Jenseits von Erwerbstätigkeit gibt es gar nichts, dabei übersieht Sieling wie so viele die sogenannte unbezahlte Arbeit. Wer es mit „Chancen“ ernst meint, sollte es doch den Bürger überlassen, wo sie ihre Chancen sehen, statt zu definieren, worin Chancen zu bestehen haben. So bleiben die weiteren Ausführungen genau darin stecken und weisen gerade keinen Weg aus der Erwerbszentrierung. Das wird auch dort deutlich, wo es um eine Absicherung für diejenigen geht, die nicht erwerbstätig sind:

„Wir brauchen eine Grundsicherung als Hilfe zur Selbsthilfe. Durch die Stärkung der Arbeitslosenversicherung, das Recht auf Arbeit und die Kindergrundsicherung werden künftig deutlich weniger Menschen auf eine Grundsicherung angewiesen sein. Diejenigen, die aber weiter darauf angewiesen sein werden, müssen Hilfe zur Selbsthilfe erfahren statt Gängelei. Dazu muss das Existenzminimum fair berechnet, Leistungen der Gesundheitsförderung, Schuldner- und Suchtberatung sowie Unterstützungsmaßnahmen für Familien müssen ausgebaut und leichter zugänglich gemacht werden.

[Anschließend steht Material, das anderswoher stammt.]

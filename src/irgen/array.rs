//! Array helpers for lowering: dimension extraction, constant aggregates,
//! element addressing, and runtime initializer stores.

use crate::ast::{Expr, InitializerElement, Number};
use crate::error::{Error, Result};
use crate::ir::{ConstInit, IrType, Operand};
use crate::irgen::cast;
use crate::irgen::ctx::Ctx;
use crate::irgen::generate::gen_value;
use crate::ty::Typename;

/// Extracts the concrete extents of folded declaration dimensions.
pub fn dims_of(dims: &[Expr]) -> Result<Vec<usize>> {
    let mut lens = Vec::with_capacity(dims.len());
    for dim in dims {
        match dim.as_number() {
            Some(Number::Int(v)) if v >= 0 => lens.push(v as usize),
            _ => return Err(Error::InvalidArrayLen),
        }
    }
    Ok(lens)
}

/// Extracts a parameter's dimensions: `dims[0]` stays the unknown sentinel.
pub fn param_dims(dims: &[Option<Expr>]) -> Result<Vec<Option<usize>>> {
    let mut out = Vec::with_capacity(dims.len());
    for (i, dim) in dims.iter().enumerate() {
        match dim {
            None if i == 0 => out.push(None),
            Some(expr) => match expr.as_number() {
                Some(Number::Int(v)) if v >= 0 => out.push(Some(v as usize)),
                _ => return Err(Error::InvalidArrayLen),
            },
            None => return Err(Error::InvalidArrayLen),
        }
    }
    Ok(out)
}

/// Builds the constant aggregate of a fully-folded initializer tree.
/// An all-zero aggregate collapses to `Zero`.
pub fn const_init_from(init: &InitializerElement) -> Result<ConstInit> {
    let built = build_const_init(init)?;
    if built.is_zero() {
        return Ok(ConstInit::Zero);
    }
    Ok(built)
}

fn build_const_init(init: &InitializerElement) -> Result<ConstInit> {
    match init {
        InitializerElement::Expr(expr) => match expr.as_number() {
            Some(Number::Int(v)) => Ok(ConstInit::Int(v)),
            Some(Number::Float(v)) => Ok(ConstInit::Float(v)),
            None => Err(Error::NonConstInit),
        },
        InitializerElement::List(elements) => {
            let mut out = Vec::with_capacity(elements.len());
            for element in elements {
                out.push(build_const_init(element)?);
            }
            Ok(ConstInit::Array(out))
        }
    }
}

/// Computes the address of `name[indices...]`.
///
/// The symbol table stores the address of storage, so a scalar slot is
/// `T*` and an array-parameter slot is `T**`: its first index loads the
/// decayed pointer and steps it, later indices peel array layers with the
/// leading-zero form.
pub fn get_variable_pointer(ctx: &mut Ctx, name: &str, indices: &[Expr]) -> Result<Operand> {
    let var = ctx
        .symbol_table
        .resolve(name)
        .ok_or_else(|| Error::SymbolNotFound(name.to_string()))?;

    if indices.is_empty() {
        return Ok(var);
    }

    let mut base = var;
    let mut use_getptr_first = false;
    if ctx.value_type(var).pointee().is_some_and(IrType::is_ptr) {
        base = ctx.emit_load(var);
        use_getptr_first = true;
    }

    for (i, index) in indices.iter().enumerate() {
        let index = gen_value(index, ctx)?;
        let index = cast::cast(ctx, index, Typename::Int)?;
        base = if i == 0 && use_getptr_first {
            ctx.emit_get_ptr(base, index)
        } else {
            ctx.emit_get_elem_ptr(base, index)
        };
    }
    Ok(base)
}

/// Loads (or decays) a variable reference used as an expression.
///
/// A reference that still addresses an array — the bare name of a local or
/// global array, or a partial index chain — decays to a pointer to its
/// first element so it can be passed as an argument; anything else loads.
pub fn load_variable(ctx: &mut Ctx, name: &str, indices: &[Expr]) -> Result<Operand> {
    let addr = get_variable_pointer(ctx, name, indices)?;
    match ctx.value_type(addr).pointee() {
        Some(IrType::Array(..)) => Ok(ctx.emit_get_elem_ptr(addr, Operand::ConstInt(0))),
        _ => Ok(ctx.emit_load(addr)),
    }
}

/// Emits the runtime stores for a local initializer, one per leaf of the
/// normalized tree, addressing each element by its constant index path.
pub fn dynamic_init(
    ctx: &mut Ctx,
    slot: Operand,
    init: &InitializerElement,
    elem_ty: Typename,
) -> Result<()> {
    let mut indices = Vec::new();
    dynamic_init_walk(ctx, slot, init, elem_ty, &mut indices)
}

fn dynamic_init_walk(
    ctx: &mut Ctx,
    slot: Operand,
    init: &InitializerElement,
    elem_ty: Typename,
    indices: &mut Vec<i32>,
) -> Result<()> {
    match init {
        InitializerElement::Expr(expr) => {
            let value = gen_value(expr, ctx)?;
            let mut addr = slot;
            for &index in indices.iter() {
                addr = ctx.emit_get_elem_ptr(addr, Operand::ConstInt(index));
            }
            let value = cast::cast(ctx, value, elem_ty)?;
            ctx.emit_store(value, addr);
            Ok(())
        }
        InitializerElement::List(elements) => {
            for (i, element) in elements.iter().enumerate() {
                indices.push(i as i32);
                dynamic_init_walk(ctx, slot, element, elem_ty, indices)?;
                indices.pop();
            }
            Ok(())
        }
    }
}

Eine Kooperation auf Augenhöhe kann nur entstehen, wenn die Zumutbarkeitsregeln überprüft und Sanktionen entschärft werden. Insbesondere dürfen die Wohnkosten nicht gestrichen und die Sondersanktionen für junge Menschen müssen abgeschafft werden.“

„Hilfe zur Selbsthilfe“ – heißt was genau? Sanktionen müssen entschärft werden, es soll sie aber weiter geben. Wie kann von „Augenhöhe“ gesprochen werden, wenn die eine Seite Instrumente hat, um die andere unter Druck zu setzen. Es ist immer wieder erstaunlich, dass selbst Vorschläge mit guten Absichten diesen Zusammenhang nicht sehen. Wer Augenhöhe will, muss die Möglichkeit schaffen, Nein sagen zu können, damit werden Maßnahmen zu wirklichen Angeboten. Alles andere sind Illusionen. Es wäre ganz einfach, diesen Weg zu gehen, in dem die Bürger als Bürger in ihrer Stellung in der Demokratie ernstgenommen würden, also auf ihre Mündigkeit vertraut wird. Dann lässt sich leicht Augenhöhe herstellen, indem ein BGE verfügbar ist, das nichts anderes wäre, als die nötige Einkommensabsicherung, die es als Sockel braucht.